> PROBLEM REQUIREMENTS:
Among the lines below, copy each one in which "DerefMut" appears.

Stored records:
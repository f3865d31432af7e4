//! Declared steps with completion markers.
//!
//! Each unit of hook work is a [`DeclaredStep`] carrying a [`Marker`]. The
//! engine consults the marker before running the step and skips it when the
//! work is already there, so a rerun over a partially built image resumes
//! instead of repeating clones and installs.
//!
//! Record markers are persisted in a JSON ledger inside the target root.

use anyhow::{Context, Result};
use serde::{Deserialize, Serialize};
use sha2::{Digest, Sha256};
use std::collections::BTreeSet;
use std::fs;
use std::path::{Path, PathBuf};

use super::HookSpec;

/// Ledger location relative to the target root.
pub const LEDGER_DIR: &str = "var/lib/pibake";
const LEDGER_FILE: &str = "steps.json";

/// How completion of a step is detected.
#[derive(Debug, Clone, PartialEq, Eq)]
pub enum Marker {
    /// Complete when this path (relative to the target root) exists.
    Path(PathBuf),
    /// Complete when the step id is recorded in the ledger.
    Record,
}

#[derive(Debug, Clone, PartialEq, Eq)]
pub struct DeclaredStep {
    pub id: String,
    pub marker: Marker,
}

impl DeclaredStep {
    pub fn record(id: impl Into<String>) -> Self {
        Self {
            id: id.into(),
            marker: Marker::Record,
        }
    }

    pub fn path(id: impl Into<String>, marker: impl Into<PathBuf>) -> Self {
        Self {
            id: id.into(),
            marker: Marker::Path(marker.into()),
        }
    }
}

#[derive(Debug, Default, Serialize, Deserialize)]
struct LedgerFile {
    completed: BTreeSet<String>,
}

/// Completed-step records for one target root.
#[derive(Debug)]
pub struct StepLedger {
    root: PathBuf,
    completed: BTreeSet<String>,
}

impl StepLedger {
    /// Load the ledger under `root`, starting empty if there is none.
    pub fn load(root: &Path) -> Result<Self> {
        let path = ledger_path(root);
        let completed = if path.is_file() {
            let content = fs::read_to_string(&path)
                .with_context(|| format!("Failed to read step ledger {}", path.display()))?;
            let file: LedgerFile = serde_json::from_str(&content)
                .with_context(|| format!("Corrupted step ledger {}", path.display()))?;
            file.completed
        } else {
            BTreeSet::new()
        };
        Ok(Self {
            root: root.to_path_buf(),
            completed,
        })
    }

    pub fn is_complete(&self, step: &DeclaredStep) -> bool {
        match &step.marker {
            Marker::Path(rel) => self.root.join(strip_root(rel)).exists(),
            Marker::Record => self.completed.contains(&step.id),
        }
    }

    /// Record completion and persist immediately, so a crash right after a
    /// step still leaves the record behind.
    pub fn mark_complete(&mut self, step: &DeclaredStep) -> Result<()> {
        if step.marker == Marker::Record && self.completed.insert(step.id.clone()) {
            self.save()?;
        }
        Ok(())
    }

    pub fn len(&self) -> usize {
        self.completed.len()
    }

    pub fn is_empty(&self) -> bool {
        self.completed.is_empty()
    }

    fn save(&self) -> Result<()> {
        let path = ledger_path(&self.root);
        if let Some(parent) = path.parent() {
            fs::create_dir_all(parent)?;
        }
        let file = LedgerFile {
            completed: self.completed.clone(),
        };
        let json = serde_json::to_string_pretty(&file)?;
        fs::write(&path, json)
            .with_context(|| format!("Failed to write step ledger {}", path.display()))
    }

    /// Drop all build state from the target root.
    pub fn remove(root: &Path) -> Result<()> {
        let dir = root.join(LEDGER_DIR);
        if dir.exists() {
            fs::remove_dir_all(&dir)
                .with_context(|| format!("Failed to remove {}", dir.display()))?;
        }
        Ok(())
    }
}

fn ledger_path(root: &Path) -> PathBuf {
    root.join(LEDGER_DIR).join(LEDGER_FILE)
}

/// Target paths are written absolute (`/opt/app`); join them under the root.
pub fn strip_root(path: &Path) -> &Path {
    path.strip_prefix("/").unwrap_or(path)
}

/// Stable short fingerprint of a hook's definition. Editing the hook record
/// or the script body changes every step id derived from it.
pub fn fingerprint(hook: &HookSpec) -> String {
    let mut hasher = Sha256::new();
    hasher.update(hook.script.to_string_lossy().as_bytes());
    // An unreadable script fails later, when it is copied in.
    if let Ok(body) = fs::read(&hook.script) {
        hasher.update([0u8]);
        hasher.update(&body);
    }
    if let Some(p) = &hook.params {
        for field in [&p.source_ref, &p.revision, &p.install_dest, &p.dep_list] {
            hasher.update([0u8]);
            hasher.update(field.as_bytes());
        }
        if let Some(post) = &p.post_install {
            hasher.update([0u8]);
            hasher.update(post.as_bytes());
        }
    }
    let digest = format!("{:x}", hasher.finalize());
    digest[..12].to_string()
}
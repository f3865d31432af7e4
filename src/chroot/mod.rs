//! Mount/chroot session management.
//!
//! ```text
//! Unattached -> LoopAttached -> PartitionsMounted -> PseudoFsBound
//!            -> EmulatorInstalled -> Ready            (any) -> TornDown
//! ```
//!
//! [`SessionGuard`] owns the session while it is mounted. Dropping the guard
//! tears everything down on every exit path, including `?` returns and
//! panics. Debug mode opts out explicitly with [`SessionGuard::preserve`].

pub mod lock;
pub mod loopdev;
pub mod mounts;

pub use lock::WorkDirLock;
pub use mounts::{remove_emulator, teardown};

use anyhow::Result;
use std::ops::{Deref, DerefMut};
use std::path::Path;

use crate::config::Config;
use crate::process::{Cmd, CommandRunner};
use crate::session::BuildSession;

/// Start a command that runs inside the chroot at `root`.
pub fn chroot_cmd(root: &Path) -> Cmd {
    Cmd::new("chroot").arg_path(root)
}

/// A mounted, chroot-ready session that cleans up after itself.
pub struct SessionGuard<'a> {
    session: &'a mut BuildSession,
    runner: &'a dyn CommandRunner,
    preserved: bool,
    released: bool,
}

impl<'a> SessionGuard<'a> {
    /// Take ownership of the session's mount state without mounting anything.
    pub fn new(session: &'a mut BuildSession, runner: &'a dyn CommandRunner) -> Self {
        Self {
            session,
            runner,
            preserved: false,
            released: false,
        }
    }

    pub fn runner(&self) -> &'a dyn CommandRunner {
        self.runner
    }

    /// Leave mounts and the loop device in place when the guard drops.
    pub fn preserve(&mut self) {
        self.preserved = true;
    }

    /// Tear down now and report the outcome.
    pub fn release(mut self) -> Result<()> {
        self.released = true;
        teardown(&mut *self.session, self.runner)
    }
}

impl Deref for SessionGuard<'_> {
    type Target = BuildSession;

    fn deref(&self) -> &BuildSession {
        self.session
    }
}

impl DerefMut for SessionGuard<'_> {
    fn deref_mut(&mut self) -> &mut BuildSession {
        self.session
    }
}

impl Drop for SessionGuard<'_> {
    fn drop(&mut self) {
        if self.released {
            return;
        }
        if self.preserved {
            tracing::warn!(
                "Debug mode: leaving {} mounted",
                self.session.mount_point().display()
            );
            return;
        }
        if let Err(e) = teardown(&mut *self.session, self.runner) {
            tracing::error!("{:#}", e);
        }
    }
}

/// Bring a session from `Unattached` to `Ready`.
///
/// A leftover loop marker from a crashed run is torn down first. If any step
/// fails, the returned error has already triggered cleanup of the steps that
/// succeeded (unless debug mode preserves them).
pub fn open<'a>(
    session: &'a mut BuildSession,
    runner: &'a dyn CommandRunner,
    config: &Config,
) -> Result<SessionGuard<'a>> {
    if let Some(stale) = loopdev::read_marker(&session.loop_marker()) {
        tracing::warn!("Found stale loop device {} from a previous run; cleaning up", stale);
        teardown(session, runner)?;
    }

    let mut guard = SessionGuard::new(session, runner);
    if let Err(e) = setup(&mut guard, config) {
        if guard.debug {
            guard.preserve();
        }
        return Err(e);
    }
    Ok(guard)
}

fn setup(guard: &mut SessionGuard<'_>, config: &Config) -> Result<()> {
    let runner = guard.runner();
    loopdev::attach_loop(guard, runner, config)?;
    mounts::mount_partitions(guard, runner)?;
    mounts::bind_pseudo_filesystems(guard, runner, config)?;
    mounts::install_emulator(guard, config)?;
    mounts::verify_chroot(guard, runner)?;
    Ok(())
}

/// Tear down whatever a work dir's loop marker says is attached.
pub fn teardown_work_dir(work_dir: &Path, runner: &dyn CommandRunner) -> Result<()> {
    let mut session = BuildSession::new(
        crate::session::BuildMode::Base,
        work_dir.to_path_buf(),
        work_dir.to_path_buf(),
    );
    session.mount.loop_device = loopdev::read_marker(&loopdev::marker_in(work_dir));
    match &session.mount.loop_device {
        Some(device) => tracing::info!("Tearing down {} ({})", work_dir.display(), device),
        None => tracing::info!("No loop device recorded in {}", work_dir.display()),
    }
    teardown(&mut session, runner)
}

> SOLUTION TO THE PROBLEM:
use std::ops::{Deref, DerefMut};
impl DerefMut for SessionGuard<'_> {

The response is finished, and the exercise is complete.